Is this still an issue with the latest bits from Dave's last pull request? http://cgit.freedesktop.org/~airlied/linux/log/?h=drm-fixes
(In reply to comment #1) > Is this still an issue with the latest bits from Dave's last pull request? > http://cgit.freedesktop.org/~airlied/linux/log/?h=drm-fixes to be determined, I will need to build the patch into Fedora SRPM kernel or build the kernel generic .rpm from your tree.
Are you using the same userspace components (mesa and ddx) across kernels?
Yes, I am
What was the last working kernel? Any chance you could bisect?
I suppose "GPU lockup CP stall / GPU resets over and over" is probably such a generic error that a lot of bugs could be reported without having anything to do with each other, but FWIW, I recently experienced exactly the same error shortly, usually < 30 seconds, after starting any 3d-accelerated game.
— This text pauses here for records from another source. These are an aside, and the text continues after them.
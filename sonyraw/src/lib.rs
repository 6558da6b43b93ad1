//! Library to decode Sony ARW/SR2 camera raw containers.
//!
//! A raw container is a TIFF document with an embedded JPEG preview,
//! an encrypted private IFD (SR2) and the sensor data, stored either
//! uncompressed or as compressed 16 sample blocks.
//!
//! # Example
//! ```rust,no_run
//! use std::env;
//!
//! fn main() {
//!   let args: Vec<_> = env::args().collect();
//!   if args.len() != 2 {
//!     println!("Usage: {} <file>", args[0]);
//!     std::process::exit(2);
//!   }
//!   let image = sonyraw::decode_file(&args[1]).unwrap();
//!   println!("{}x{} pixels, {} block errors", image.width, image.height, image.issues.len());
//! }
//! ```

#![deny(unstable_features)]

pub mod analyze;
pub mod bits;
pub mod decoders;
pub mod decompressors;
pub(crate) mod envparams;
pub mod formats;
pub mod pixarray;
pub mod pumps;
pub mod rawimage;
pub mod rawsource;
pub mod tags;

pub use decoders::RawDecodeParams;
pub use decoders::arw::ArwDecoder;
pub use rawimage::RawImage;

use formats::tiff::TiffError;
use rawsource::RawSource;
use std::io::{Read, Seek};
use std::path::Path;
use thiserror::Error;

#[derive(Error, Debug)]
pub enum SonyRawError {
  #[error("File is unsupported: {}", _0)]
  Unsupported(String),

  #[error("Decoder failed: {}", _0)]
  DecoderFailed(String),

  /// Pixel block with less bytes than required
  #[error("Truncated block at offset {}: got {} of {} bytes", offset, len, expected)]
  TruncatedBlock { offset: usize, len: usize, expected: usize },

  #[error(transparent)]
  Tiff(#[from] TiffError),

  #[error("I/O error on file: {:?}, {}", _0, _1)]
  Io(std::path::PathBuf, std::io::Error),
}

pub type Result<T> = std::result::Result<T, SonyRawError>;

impl SonyRawError {
  pub fn with_io_error(path: impl AsRef<Path>, error: std::io::Error) -> Self {
    Self::Io(path.as_ref().to_owned(), error)
  }
}

impl From<String> for SonyRawError {
  fn from(str: String) -> Self {
    Self::DecoderFailed(str)
  }
}

/// Take a path to a raw file and return a decoded image or an error
///
/// # Example
/// ```rust,ignore
/// let image = match sonyraw::decode_file("path/to/your/file.ARW") {
///   Ok(val) => val,
///   Err(e) => ... some appropriate action when the file is unreadable ...
/// };
/// ```
pub fn decode_file<P: AsRef<Path>>(path: P) -> Result<RawImage> {
  let path = path.as_ref();
  let rawfile = RawSource::new(path).map_err(|err| SonyRawError::with_io_error(path, err))?;
  decode(&mut rawfile.reader(), &RawDecodeParams::default())
}

/// Take a readable source and return a decoded image or an error
pub fn decode<R: Read + Seek>(reader: &mut R, params: &RawDecodeParams) -> Result<RawImage> {
  let decoder = ArwDecoder::new(reader, params)?;
  decoder.raw_image(reader, params)
}
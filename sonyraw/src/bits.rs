// SPDX-License-Identifier: LGPL-2.1
// Copyright 2021 Daniel Vogelbacher <daniel@chaospixel.com>

use byteorder::{BigEndian, ByteOrder, LittleEndian};
use serde::{Deserialize, Serialize};

#[derive(Debug, Copy, Clone, PartialEq, Eq, Default, Serialize, Deserialize)]
pub enum Endian {
  Big,
  #[default]
  Little,
}

impl Endian {
  #[inline]
  pub fn big(&self) -> bool {
    matches!(*self, Self::Big)
  }

  #[inline]
  pub fn little(&self) -> bool {
    matches!(*self, Self::Little)
  }

  #[inline]
  pub fn read_u16(&self, buf: &[u8], offset: usize) -> u16 {
    match *self {
      Self::Big => BigEndian::read_u16(&buf[offset..]),
      Self::Little => LittleEndian::read_u16(&buf[offset..]),
    }
  }

  #[inline]
  pub fn read_u32(&self, buf: &[u8], offset: usize) -> u32 {
    match *self {
      Self::Big => BigEndian::read_u32(&buf[offset..]),
      Self::Little => LittleEndian::read_u32(&buf[offset..]),
    }
  }

  #[inline]
  pub fn write_u16(&self, buf: &mut [u8], n: u16) {
    match *self {
      Self::Big => BigEndian::write_u16(buf, n),
      Self::Little => LittleEndian::write_u16(buf, n),
    }
  }

  #[inline]
  pub fn write_u32(&self, buf: &mut [u8], n: u32) {
    match *self {
      Self::Big => BigEndian::write_u32(buf, n),
      Self::Little => LittleEndian::write_u32(buf, n),
    }
  }
}

/// Extract `nbits` (at most 32) from `buf`, starting at `bit_offset`.
///
/// Bits are counted from the most significant bit of the first byte,
/// so a field may start and end anywhere inside a byte. Returns `None`
/// if the field does not fit into the buffer.
pub fn read_bits(buf: &[u8], bit_offset: usize, nbits: u32) -> Option<u32> {
  if nbits == 0 {
    return Some(0);
  }
  if nbits > 32 {
    return None;
  }
  let end = bit_offset.checked_add(nbits as usize)?;
  if end > buf.len() * 8 {
    return None;
  }
  let first = bit_offset >> 3;
  let last = (end - 1) >> 3;
  // A 32 bit field spans at most 5 bytes
  let acc = buf[first..=last].iter().fold(0_u64, |acc, b| (acc << 8) | *b as u64);
  let tail = (last + 1) * 8 - end;
  Some(((acc >> tail) & ((1_u64 << nbits) - 1)) as u32)
}

/// Store the lower `nbits` of `value` into `buf` at `bit_offset`, MSB first.
///
/// This is the inverse of [`read_bits`]. Bits outside the field are
/// left untouched.
pub fn write_bits(buf: &mut [u8], bit_offset: usize, nbits: u32, value: u32) {
  debug_assert!(nbits <= 32);
  debug_assert!(bit_offset + nbits as usize <= buf.len() * 8);
  for i in 0..nbits as usize {
    let bit = (value >> (nbits as usize - 1 - i)) & 1;
    let pos = bit_offset + i;
    let mask = 0x80_u8 >> (pos & 7);
    if bit == 1 {
      buf[pos >> 3] |= mask;
    } else {
      buf[pos >> 3] &= !mask;
    }
  }
}
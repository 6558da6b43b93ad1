// SPDX-License-Identifier: LGPL-2.1
// Copyright 2021 Daniel Vogelbacher <daniel@chaospixel.com>

use rayon::prelude::*;

use crate::{SonyRawError, pixarray::PixU16};

pub mod arw;
pub mod preview;

/// Parameters for a decode call
#[derive(Default, Debug, Clone)]
pub struct RawDecodeParams {
  /// Limit for the IFD chain, overrides `SONYRAW_MAX_CHAIN`
  pub max_chain: Option<usize>,
  /// Decrypt the raw strip with this key before decoding
  pub key: Option<[u8; 4]>,
  /// Row width in samples, overrides ImageWidth
  pub width: Option<usize>,
}

/// Decode rows in parallel.
///
/// The closure gets a row buffer and the row index and returns
/// the errors for this row, errors are collected in row order.
pub fn decode_threaded<F>(width: usize, height: usize, closure: &F) -> (PixU16, Vec<SonyRawError>)
where
  F: Fn(&mut [u16], usize) -> Vec<SonyRawError> + Sync,
{
  let mut out: Vec<u16> = vec![0; width * height];
  if width == 0 {
    return (PixU16::new_with(out, width, height), Vec::new());
  }
  let errors: Vec<SonyRawError> = out
    .par_chunks_mut(width)
    .enumerate()
    .map(|(row, line)| closure(line, row))
    .collect::<Vec<_>>()
    .into_iter()
    .flatten()
    .collect();
  (PixU16::new_with(out, width, height), errors)
}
I tried 3.5.7 and 3.6.11, had the same result, search around for more info, ended up in this issue, tried installing 3.8.0-rc4, and voila, problem is gone. I guess this means it's not interesting with a bisect, but I'm willing to try if it helps in any way.
Alex found some HW bug issues noted internally see patches: http://lists.x.org/archives/xorg-driver-ati/2013-September/025087.html http://lists.freedesktop.org/archives/mesa-dev/2013-September/044244.html I'm going to try them out
This is pending close, waiting til end of week, but so far, the fixes work, those patches listed in the bug are obsolete as the work is being shifted around but the logic however seems to fix the reset issues.
Closing, I have not had any resets anymore with the respective code changes. Much thanks to Alex for finding this issue!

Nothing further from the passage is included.